**Material supplied:**

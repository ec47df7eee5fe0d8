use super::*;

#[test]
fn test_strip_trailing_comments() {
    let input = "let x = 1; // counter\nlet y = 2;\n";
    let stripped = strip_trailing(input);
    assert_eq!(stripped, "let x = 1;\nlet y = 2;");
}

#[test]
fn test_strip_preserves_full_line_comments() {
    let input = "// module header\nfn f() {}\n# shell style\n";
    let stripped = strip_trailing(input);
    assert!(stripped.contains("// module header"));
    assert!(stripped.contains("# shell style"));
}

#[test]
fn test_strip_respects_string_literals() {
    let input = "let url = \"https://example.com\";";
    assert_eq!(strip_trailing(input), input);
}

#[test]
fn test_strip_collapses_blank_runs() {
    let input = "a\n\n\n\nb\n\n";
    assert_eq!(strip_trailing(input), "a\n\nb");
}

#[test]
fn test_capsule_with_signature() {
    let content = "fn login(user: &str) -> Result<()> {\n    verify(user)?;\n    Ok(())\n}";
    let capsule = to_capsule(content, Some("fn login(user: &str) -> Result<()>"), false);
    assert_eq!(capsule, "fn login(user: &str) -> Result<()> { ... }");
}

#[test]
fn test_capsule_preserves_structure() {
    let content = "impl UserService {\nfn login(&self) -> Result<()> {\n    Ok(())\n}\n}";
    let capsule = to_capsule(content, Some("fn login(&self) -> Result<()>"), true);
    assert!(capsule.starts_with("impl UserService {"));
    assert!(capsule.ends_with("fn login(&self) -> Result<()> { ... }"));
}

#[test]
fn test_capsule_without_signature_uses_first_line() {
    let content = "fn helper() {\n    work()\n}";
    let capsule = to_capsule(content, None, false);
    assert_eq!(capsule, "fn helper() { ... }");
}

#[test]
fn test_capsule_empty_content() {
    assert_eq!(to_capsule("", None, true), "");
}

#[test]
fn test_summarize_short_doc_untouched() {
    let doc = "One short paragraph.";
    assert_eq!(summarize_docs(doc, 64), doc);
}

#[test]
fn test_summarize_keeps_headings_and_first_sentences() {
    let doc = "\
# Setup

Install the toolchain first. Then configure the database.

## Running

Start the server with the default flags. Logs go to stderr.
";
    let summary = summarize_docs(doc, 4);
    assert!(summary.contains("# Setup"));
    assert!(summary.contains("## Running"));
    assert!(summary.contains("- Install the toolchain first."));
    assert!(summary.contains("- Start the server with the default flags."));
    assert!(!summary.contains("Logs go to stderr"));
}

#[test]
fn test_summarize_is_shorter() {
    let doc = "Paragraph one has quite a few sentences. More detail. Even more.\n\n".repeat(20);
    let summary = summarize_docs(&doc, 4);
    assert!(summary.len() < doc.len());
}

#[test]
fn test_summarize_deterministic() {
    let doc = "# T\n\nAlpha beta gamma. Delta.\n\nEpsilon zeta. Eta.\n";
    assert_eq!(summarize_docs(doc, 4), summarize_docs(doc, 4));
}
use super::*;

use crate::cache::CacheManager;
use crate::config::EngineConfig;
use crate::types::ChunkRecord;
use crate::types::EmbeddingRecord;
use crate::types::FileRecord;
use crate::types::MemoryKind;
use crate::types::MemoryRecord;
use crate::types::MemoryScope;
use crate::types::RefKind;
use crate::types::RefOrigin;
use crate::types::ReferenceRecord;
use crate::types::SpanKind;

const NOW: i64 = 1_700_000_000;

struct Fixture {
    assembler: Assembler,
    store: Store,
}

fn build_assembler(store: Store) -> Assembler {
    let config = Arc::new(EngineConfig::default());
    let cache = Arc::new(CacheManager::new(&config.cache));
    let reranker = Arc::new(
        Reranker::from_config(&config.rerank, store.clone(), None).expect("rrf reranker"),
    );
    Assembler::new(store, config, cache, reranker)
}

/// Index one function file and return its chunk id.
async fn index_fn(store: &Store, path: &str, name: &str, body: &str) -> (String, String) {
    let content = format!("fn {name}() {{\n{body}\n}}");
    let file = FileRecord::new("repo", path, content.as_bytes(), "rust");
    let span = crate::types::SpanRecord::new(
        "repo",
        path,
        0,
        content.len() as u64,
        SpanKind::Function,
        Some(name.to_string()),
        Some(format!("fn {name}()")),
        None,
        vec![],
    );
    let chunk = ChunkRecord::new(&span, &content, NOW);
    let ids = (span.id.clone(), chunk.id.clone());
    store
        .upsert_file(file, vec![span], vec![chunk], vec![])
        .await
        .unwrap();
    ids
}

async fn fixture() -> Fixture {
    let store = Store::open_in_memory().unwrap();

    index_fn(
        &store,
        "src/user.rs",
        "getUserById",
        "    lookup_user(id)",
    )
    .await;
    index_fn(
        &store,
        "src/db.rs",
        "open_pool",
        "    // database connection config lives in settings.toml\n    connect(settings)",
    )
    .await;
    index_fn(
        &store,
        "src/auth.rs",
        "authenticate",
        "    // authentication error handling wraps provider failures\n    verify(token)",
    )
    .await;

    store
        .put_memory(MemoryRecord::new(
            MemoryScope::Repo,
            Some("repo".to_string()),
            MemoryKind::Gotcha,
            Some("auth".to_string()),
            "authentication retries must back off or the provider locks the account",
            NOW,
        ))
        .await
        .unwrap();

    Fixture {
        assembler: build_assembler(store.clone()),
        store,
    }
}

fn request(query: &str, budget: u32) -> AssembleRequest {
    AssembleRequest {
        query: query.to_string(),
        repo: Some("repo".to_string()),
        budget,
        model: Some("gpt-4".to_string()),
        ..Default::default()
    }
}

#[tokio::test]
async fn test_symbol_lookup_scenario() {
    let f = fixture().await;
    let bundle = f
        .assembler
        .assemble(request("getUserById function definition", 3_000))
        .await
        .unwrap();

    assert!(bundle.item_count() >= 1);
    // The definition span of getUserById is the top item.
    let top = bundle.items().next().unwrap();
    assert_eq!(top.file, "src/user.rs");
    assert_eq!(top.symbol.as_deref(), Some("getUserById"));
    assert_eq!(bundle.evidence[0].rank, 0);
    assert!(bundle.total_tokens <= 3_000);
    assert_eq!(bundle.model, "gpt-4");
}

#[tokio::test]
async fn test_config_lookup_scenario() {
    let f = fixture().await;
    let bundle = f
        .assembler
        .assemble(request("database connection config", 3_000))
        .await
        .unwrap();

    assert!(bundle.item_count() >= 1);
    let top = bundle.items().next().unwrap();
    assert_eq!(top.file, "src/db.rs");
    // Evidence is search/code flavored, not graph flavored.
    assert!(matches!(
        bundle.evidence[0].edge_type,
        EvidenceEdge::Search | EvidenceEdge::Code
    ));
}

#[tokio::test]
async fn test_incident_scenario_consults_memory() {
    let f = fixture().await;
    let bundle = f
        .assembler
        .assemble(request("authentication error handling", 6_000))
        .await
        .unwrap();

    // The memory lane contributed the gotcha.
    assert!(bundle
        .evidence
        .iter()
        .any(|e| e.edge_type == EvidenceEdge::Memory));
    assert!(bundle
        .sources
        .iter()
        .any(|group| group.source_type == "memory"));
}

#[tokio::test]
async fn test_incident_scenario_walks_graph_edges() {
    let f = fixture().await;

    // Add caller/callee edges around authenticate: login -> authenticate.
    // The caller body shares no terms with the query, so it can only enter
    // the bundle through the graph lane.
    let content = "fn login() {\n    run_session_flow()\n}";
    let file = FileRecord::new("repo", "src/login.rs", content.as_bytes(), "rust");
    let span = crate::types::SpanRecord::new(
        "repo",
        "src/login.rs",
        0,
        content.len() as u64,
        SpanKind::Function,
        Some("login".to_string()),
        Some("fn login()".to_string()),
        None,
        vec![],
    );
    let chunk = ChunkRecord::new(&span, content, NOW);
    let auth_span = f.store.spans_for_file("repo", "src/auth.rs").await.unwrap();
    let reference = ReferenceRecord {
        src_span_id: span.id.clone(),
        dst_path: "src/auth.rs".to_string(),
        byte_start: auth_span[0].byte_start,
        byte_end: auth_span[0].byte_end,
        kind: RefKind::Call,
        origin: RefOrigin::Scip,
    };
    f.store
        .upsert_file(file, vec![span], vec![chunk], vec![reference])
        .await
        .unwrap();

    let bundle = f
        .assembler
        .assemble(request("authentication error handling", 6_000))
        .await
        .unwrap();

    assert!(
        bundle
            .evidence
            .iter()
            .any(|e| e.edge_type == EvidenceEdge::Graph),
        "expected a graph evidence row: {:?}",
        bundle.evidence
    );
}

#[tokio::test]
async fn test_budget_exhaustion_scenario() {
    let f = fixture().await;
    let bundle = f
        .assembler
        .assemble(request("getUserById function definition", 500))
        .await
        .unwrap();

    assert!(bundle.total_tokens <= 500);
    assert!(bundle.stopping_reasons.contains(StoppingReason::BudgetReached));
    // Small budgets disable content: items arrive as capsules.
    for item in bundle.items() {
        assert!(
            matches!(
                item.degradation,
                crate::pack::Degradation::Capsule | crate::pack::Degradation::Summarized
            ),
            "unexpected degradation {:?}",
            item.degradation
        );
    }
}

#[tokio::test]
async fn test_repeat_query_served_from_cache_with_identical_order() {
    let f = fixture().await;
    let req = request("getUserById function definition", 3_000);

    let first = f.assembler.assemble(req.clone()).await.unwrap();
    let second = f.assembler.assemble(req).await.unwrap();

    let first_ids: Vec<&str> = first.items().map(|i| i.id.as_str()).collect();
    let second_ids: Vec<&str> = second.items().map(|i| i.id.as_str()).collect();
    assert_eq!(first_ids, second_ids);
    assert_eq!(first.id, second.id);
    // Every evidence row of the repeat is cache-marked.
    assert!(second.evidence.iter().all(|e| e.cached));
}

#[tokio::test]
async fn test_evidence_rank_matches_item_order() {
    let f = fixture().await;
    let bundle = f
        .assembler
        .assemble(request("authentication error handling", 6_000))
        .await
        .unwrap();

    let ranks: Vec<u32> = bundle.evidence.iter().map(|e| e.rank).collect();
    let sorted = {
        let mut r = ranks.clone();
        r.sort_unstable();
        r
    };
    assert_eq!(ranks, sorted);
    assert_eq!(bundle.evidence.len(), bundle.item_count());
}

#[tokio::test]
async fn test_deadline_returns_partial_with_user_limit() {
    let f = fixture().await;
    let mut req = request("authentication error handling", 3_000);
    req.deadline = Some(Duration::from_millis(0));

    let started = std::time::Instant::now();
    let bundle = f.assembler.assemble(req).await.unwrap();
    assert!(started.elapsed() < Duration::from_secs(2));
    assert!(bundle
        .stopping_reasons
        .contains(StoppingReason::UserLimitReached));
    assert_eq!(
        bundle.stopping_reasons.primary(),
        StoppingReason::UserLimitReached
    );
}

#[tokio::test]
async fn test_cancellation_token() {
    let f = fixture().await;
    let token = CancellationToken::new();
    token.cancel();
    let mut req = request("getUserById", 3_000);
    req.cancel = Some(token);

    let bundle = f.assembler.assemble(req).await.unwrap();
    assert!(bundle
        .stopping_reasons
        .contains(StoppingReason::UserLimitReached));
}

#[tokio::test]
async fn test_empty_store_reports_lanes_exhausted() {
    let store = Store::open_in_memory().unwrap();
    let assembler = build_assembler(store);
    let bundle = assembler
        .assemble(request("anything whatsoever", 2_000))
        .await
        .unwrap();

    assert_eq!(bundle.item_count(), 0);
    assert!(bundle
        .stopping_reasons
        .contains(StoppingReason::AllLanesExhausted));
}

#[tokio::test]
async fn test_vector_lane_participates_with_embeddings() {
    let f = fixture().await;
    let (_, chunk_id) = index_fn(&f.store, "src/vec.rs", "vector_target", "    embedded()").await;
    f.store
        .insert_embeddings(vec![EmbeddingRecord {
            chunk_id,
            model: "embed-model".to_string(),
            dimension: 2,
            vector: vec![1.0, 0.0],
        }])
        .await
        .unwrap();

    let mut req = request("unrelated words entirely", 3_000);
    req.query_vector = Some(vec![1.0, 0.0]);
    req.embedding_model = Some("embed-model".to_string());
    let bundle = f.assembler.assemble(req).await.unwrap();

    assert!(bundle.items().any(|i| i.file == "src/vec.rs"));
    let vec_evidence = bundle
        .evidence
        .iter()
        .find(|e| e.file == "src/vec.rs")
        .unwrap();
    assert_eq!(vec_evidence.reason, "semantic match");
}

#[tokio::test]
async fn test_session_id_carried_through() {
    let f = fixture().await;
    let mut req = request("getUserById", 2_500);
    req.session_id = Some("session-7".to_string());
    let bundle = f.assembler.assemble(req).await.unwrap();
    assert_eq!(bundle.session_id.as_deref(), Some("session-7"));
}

**What to produce:** Copy every line in the data above that has the string "clone" in it.

**The completed task:**
        Reranker::from_config(&config.rerank, store.clone(), None).expect("rrf reranker"),
    let ids = (span.id.clone(), chunk.id.clone());
        assembler: build_assembler(store.clone()),
        src_span_id: span.id.clone(),
    let first = f.assembler.assemble(req.clone()).await.unwrap();
        let mut r = ranks.clone();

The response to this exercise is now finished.